In one of my poetry workshops in college, I felt left out. I was one of the only people who did not come from a religious background, and I could not draw from it. I was the Atheist's Daughter who wrote about how she didn't understand religion, which got laughs. And I'm the kind of person who would continue beating any old joke with a sledge hammer until it dies for a laugh.
I wrote about how church service was like a scripted play (because of the nice handouts with lines they give the sinner children of atheists) and how it took me fifteen good minutes of talking to some blond on campus before I realized he was a pastor in training and was trying to sell me on his church. And he was dressed in black with the white little square over his Adam's apple. And I'm not even sure what form of Catholicism/Christianity he was talking about. And he talked for 40 more minutes with his pastor in training buddies that popped up when they found a sinner who was stupid enough not to run from them.

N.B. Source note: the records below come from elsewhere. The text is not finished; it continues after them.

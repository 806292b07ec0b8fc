use axum::Json;
use axum::extract::{Path, State};
use axum::http::StatusCode;
use tracing::instrument;
use uuid::Uuid;

use crate::middleware::auth::AuthUser;
use crate::modules::auth::controller::ErrorResponse;
use crate::state::AppState;
use crate::utils::errors::AppError;
use crate::validator::ValidatedJson;

use super::model::{CreateSchoolYearDto, SchoolYear};
use super::service::SchoolYearService;

/// Create a school year
#[utoipa::path(
    post,
    path = "/api/school-years",
    request_body = CreateSchoolYearDto,
    responses(
        (status = 201, description = "School year created", body = SchoolYear),
        (status = 401, description = "Missing or invalid token", body = ErrorResponse)
    ),
    tag = "School Years",
    security(("bearer_auth" = []))
)]
#[instrument(skip(state, dto))]
pub async fn create_school_year(
    State(state): State<AppState>,
    auth_user: AuthUser,
    ValidatedJson(dto): ValidatedJson<CreateSchoolYearDto>,
) -> Result<(StatusCode, Json<SchoolYear>), AppError> {
    let year = SchoolYearService::create(&state.db, auth_user.user_id()?, dto).await?;
    Ok((StatusCode::CREATED, Json(year)))
}

/// List my school years
#[utoipa::path(
    get,
    path = "/api/school-years",
    responses(
        (status = 200, description = "School years", body = [SchoolYear]),
        (status = 401, description = "Missing or invalid token", body = ErrorResponse)
    ),
    tag = "School Years",
    security(("bearer_auth" = []))
)]
#[instrument(skip(state))]
pub async fn get_school_years(
    State(state): State<AppState>,
    auth_user: AuthUser,
) -> Result<Json<Vec<SchoolYear>>, AppError> {
    let years = SchoolYearService::list(&state.db, auth_user.user_id()?).await?;
    Ok(Json(years))
}

/// Delete a school year (cascades to its classes and lessons)
#[utoipa::path(
    delete,
    path = "/api/school-years/{year_id}",
    params(("year_id" = Uuid, Path, description = "School year id")),
    responses(
        (status = 204, description = "School year deleted"),
        (status = 404, description = "School year not found", body = ErrorResponse)
    ),
    tag = "School Years",
    security(("bearer_auth" = []))
)]
#[instrument(skip(state))]
pub async fn delete_school_year(
    State(state): State<AppState>,
    auth_user: AuthUser,
    Path(year_id): Path<Uuid>,
) -> Result<StatusCode, AppError> {
    SchoolYearService::delete(&state.db, auth_user.user_id()?, year_id).await?;
    Ok(StatusCode::NO_CONTENT)
}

I began to study religion to write more about how I didn't understand it. I bought a Bible and put it on my bookshelf, between my Qur'an and my Wiccan spellbook. I like to imagine that they get along, reading each other's passages to pass the time.
Through my studying, I began to realize that if God was just someone's neighbor today, that neighbor would probably call DCF on his ass. He must have drugged Mary in her sleep through the use of mirth or some other B.C. drug, and raped her until she was with child JUST so the child can die at the stake many years later.
I also never understood Noah's Ark. Like, if God flooded the Earth because he was so disgusted by human beings' behavior except for Noah's family, and he NEVER did it again (like he promised), then how messed up was society back then? Look at us today, God, look at us today! Was it worth it?